Scheduling under a non-reversible energy source: An application of piecewise linear bounding of non-linear demand/cost functions

In this paper, we address a preemptive scheduling problem involving a non-reversible energy source. To the classical scheduling issue, additional information is added regarding the characteristics of the energy source used to satisfy the total power demand of tasks processed at each instant. Different non-reversible energy sources can have very different characteristics in terms of power range and energy demand/cost function also known as efficiency function. The objective is to identify the best combination between scheduling and energy resource utilization that minimizes the total energy cost of the project.
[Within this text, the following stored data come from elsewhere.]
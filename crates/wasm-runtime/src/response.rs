//! Response envelopes returned by the VM.
//!
//! The module answers interpretation and generation calls with a JSON
//! envelope of the form `{"success": bool, "type": kind, "out": payload}`.
//! The shape of `out` depends on `type`, so the envelope is decoded into a
//! closed [`Payload`] enum rather than kept as loose JSON.

use serde::{Deserialize, Serialize};
use serde_json::Value;

/// Marker carried in `out` when the VM starts a generation.
pub const GEN_START: &str = "__generator__";

/// Marker carried in `out` when the VM has nothing left to generate.
pub const GEN_END: &str = "__stop_generation__";

/// Discriminant of a response envelope.
#[derive(Debug, Clone, Copy, PartialEq, Eq, Hash, Serialize, Deserialize)]
#[serde(rename_all = "lowercase")]
pub enum Kind {
    Flag,
    Tex,
    String,
    Codeblock,
    Anchor,
}

impl std::fmt::Display for Kind {
    fn fmt(&self, f: &mut std::fmt::Formatter<'_>) -> std::fmt::Result {
        let name = match self {
            Kind::Flag => "flag",
            Kind::Tex => "tex",
            Kind::String => "string",
            Kind::Codeblock => "codeblock",
            Kind::Anchor => "anchor",
        };
        f.write_str(name)
    }
}

/// Decoded `out` field, one case per [`Kind`].
#[derive(Debug, Clone, PartialEq, Eq)]
pub enum Payload {
    Flag(String),
    Tex(String),
    String(String),
    Codeblock { text: String },
    Anchor { title: String, tex: String, path: String },
}

impl Payload {
    /// The envelope kind this payload is carried under.
    pub fn kind(&self) -> Kind {
        match self {
            Payload::Flag(_) => Kind::Flag,
            Payload::Tex(_) => Kind::Tex,
            Payload::String(_) => Kind::String,
            Payload::Codeblock { .. } => Kind::Codeblock,
            Payload::Anchor { .. } => Kind::Anchor,
        }
    }

    /// The payload text for the plain-string kinds.
    pub fn as_str(&self) -> Option<&str> {
        match self {
            Payload::Flag(s) | Payload::Tex(s) | Payload::String(s) => Some(s),
            Payload::Codeblock { .. } | Payload::Anchor { .. } => None,
        }
    }

    fn from_json(kind: Kind, out: Value) -> std::result::Result<Self, String> {
        #[derive(Deserialize)]
        struct Text {
            text: String,
        }

        #[derive(Deserialize)]
        struct Anchor {
            title: String,
            tex: String,
            path: String,
        }

        let err = |e: serde_json::Error| format!("invalid `{}` payload: {}", kind, e);

        Ok(match kind {
            Kind::Flag => Payload::Flag(serde_json::from_value(out).map_err(err)?),
            Kind::Tex => Payload::Tex(serde_json::from_value(out).map_err(err)?),
            Kind::String => Payload::String(serde_json::from_value(out).map_err(err)?),
            Kind::Codeblock => {
                let Text { text } = serde_json::from_value(out).map_err(err)?;
                Payload::Codeblock { text }
            }
            Kind::Anchor => {
                let Anchor { title, tex, path } = serde_json::from_value(out).map_err(err)?;
                Payload::Anchor { title, tex, path }
            }
        })
    }

    fn to_json(&self) -> Value {
        match self {
            Payload::Flag(s) | Payload::Tex(s) | Payload::String(s) => Value::String(s.clone()),
            Payload::Codeblock { text } => serde_json::json!({ "text": text }),
            Payload::Anchor { title, tex, path } => {
                serde_json::json!({ "title": title, "tex": tex, "path": path })
            }
        }
    }
}

/// A decoded response envelope.
#[derive(Debug, Clone, PartialEq, Eq, Serialize, Deserialize)]
#[serde(try_from = "Envelope", into = "Envelope")]
pub struct Response {
    pub success: bool,
    pub out: Payload,
}

impl Response {
    /// Build a plain `string` response.
    pub fn string(success: bool, out: impl Into<String>) -> Self {
        Self {
            success,
            out: Payload::String(out.into()),
        }
    }

    /// Parse an envelope from its JSON text.
    pub fn from_json(text: &str) -> crate::Result<Self> {
        Ok(serde_json::from_str(text)?)
    }

    pub fn kind(&self) -> Kind {
        self.out.kind()
    }

    /// Whether `out` is the start-of-generation marker.
    ///
    /// Sentinels are compared by value, whatever the envelope kind.
    pub fn is_generation_start(&self) -> bool {
        self.out.as_str() == Some(GEN_START)
    }

    /// Whether `out` is the end-of-generation marker.
    pub fn is_generation_end(&self) -> bool {
        self.out.as_str() == Some(GEN_END)
    }
}

/// Wire shape of an envelope before the payload is resolved.
#[derive(Serialize, Deserialize)]
struct Envelope {
    success: bool,
    #[serde(rename = "type")]
    kind: Kind,
    out: Value,
}

impl TryFrom<Envelope> for Response {
    type Error = String;

    fn try_from(envelope: Envelope) -> std::result::Result<Self, Self::Error> {
        Ok(Self {
            success: envelope.success,
            out: Payload::from_json(envelope.kind, envelope.out)?,
        })
    }
}

impl From<Response> for Envelope {
    fn from(response: Response) -> Self {
        Self {
            success: response.success,
            kind: response.kind(),
            out: response.out.to_json(),
        }
    }
}

/// Result of a typesetting call.
#[derive(Debug, Clone, PartialEq, Eq, Serialize, Deserialize)]
pub struct Typeset {
    pub success: bool,
    pub tex: String,
}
The non-linear efficiency function used to compute energy costs is bounded from above and below by two piecewise-linear curves, yielding two instances of a scheduling problem with a piecewise-linear objective that can be solved separately. For the piecewise-linear scheduling problem, we show that the problem involving multiple non-reversible sources is equivalent to a single-source problem, the particular case of a linear function is polynomially solvable, and the case with a piecewise-linear function with two pieces is NP-hard. A pseudo-polynomial size time-indexed mixed-integer linear formulation of the problem and its Dantzig–Wolfe decomposition yielding an extended formulation are presented. A branch-and-price procedure is proposed to solve the extended formulation. The formulations are compared on a set of scheduling instances, considering artificial and real-world efficiency functions.